Madame la présidente, monsieur le ministre, mes chers collègues, rédigée conjointement avec le ministère de l’intérieur, cette proposition de loi du groupe La République En Marche à l’Assemblée nationale s’exonère donc d’étude d’impact et d’avis du Conseil d’État, alors qu’elle porte un véritable projet de société libéral, également défendu par d’autres biais.
Son examen à l’Assemblée nationale est intervenu entre deux publications importantes du ministère de l’intérieur : d’une part, le Schéma national du maintien de l’ordre ; d’autre part, le Livre blanc de la sécurité intérieure, qui préfigure une troisième loi pour la programmation de la sécurité intérieure, après celles de 2002 et de 2009.
Pourtant, loin de répondre aux inquiétudes de nos concitoyens en matière de sécurité, les politiques gouvernementales menées depuis 2002 en faveur du « tout-sécuritaire » se sont toutes révélées contre-productives.
Ce projet de société mûri depuis de nombreuses années arrive à un point de maturation important.
En effet, le projet de « sécurité globale » repose sur le renforcement du maillage constitué par des agents qui pourront exercer une surveillance sur tout le territoire.
Ainsi, pour combler le prétendu manque d’effectifs – il reste à démonter – dans la police nationale ou la gendarmerie, la majorité gouvernementale choisit d’augmenter le nombre des agents de police municipale et de sécurité privée, dans un but de « continuum de sécurité », jolie formule qui dissimule la marchandisation de la sécurité publique et la délégation des missions de services publics à des entreprises qui n’ont pour unique finalité que la recherche de la rente.
En parallèle, on se dote d’outils de surveillance massive, toujours plus prégnants sur notre territoire.

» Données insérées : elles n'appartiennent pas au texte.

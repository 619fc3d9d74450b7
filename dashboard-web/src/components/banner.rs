//! Error banner and wrong-network notice shown under the app bar

use leptos::prelude::*;
use leptos::task::spawn_local;

use crate::state::wallet::use_wallet_context;

#[component]
pub fn ErrorBanner() -> impl IntoView {
    let wallet_ctx = use_wallet_context();

    move || {
        wallet_ctx.error.get().map(|message| {
            view! {
                <div class="alert alert-error" role="alert">
                    <span>{message}</span>
                    <button class="alert-close" on:click=move |_| wallet_ctx.dismiss_error()>
                        "×"
                    </button>
                </div>
            }
        })
    }
}

#[component]
pub fn NetworkNotice() -> impl IntoView {
    let wallet_ctx = use_wallet_context();
    let network_name = wallet_ctx.network().name;

    view! {
        <Show when=move || wallet_ctx.is_wrong_network()>
            <div class="alert alert-warning">
                <span>{format!("Your wallet is on another network. Asseti shows assets on {}.", network_name)}</span>
                <button class="btn btn-small" on:click=move |_| spawn_local(wallet_ctx.switch_network())>
                    {format!("Switch to {}", network_name)}
                </button>
            </div>
        </Show>
    }
}

/// Inline message with a retry action, for per-page data failures.
#[component]
pub fn RetryBanner(
    #[prop(into)] message: String,
    on_retry: impl Fn() + Send + Sync + 'static,
) -> impl IntoView {
    view! {
        <div class="alert alert-error" role="alert">
            <span>{message}</span>
            <button class="btn btn-small" on:click=move |_| on_retry()>"Retry"</button>
        </div>
    }
}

Après les caméras individuelles « fixées » sur les agents de police et de gendarmerie, sur les agents municipaux, et désormais sur les agents de la RATP et de la SNCF, les caméras embarquées sur le matériel roulant se multiplient, venant s’ajouter à celles de vidéosurveillance fixes déjà largement implantées dans l’espace public.

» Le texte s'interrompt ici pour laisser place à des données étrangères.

//! Pages

pub mod analytics;
pub mod home;
pub mod portfolio;

pub use analytics::AnalyticsPage;
pub use home::HomePage;
pub use portfolio::PortfolioPage;

use leptos::prelude::*;
use shared::error::AppError;

use crate::components::RetryBanner;

/// Centered notice shown by data pages while no wallet is connected
#[component]
fn ConnectPlaceholder(#[prop(into)] message: String) -> impl IntoView {
    view! {
        <div class="placeholder">
            <p class="placeholder-text">{message}</p>
        </div>
    }
}

/// Data load failure: a retry banner when trying again can help, a plain
/// alert otherwise.
#[component]
fn LoadFailure(error: AppError, on_retry: impl Fn() + Send + Sync + 'static) -> impl IntoView {
    if error.is_retryable() {
        view! { <RetryBanner message=error.to_string() on_retry=on_retry/> }.into_any()
    } else {
        view! { <div class="alert alert-error" role="alert">{error.to_string()}</div> }.into_any()
    }
}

Autre innovation importante, le texte prévoit un encadrement juridique de l’utilisation des caméras aéroportées sur des engins volants sans pilotes, les drones.

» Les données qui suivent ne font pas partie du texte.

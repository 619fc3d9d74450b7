//! Application constants

pub const APP_NAME: &str = "ASSETI";
pub const FOOTER_TEXT: &str = "© 2025 Asseti - Portfolio Management on Base";

pub const DEFAULT_MOCK_LATENCY_MS: u32 = 800;

/// Decimals shown for the native balance
pub const BALANCE_PRECISION: u32 = 4;

// Chart palette
pub const SERIES_COLORS: [&str; 4] = ["#0052FF", "#00D4FF", "#4CAF50", "#FFC107"];
pub const PRIMARY_COLOR: &str = "#0052FF";
pub const DEPOSIT_COLOR: &str = "#4CAF50";
pub const WITHDRAWAL_COLOR: &str = "#FF5252";
pub const GRID_COLOR: &str = "#2a2d33";
pub const AXIS_LABEL_COLOR: &str = "#9ca3af";
pub const CHART_BACKGROUND: &str = "#141619";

Ces propositions interviennent alors qu’aucun questionnement n’a été ouvert pour renforcer les moyens dont disposent les forces de l’ordre ou pour former les autres agents de sécurité. Rien non plus sur l’atteinte aux libertés publiques que peuvent constituer ces outils « orwelliens », pour lesquels le texte crée un cadre juridique. Telle est la philosophie de cette proposition de loi.
Tous les dispositifs qui y figurent ont en commun d’augmenter la surveillance et la répression dans l’espace public. Plusieurs libertés sont ainsi mises en péril, telles que celle d’aller et venir anonymement dans l’espace public, ou bien encore la liberté et le droit de manifester. La Défenseure des droits et la Commission nationale consultative des droits de l’homme (CNCDH) ont pourtant établi que ces libertés étaient menacées par le développement des outils de surveillance de masse, tels que les drones, dans la mesure où ils favorisent un recours démultiplié à la captation d’images, qui conduira les populations à « s’autocensurer ».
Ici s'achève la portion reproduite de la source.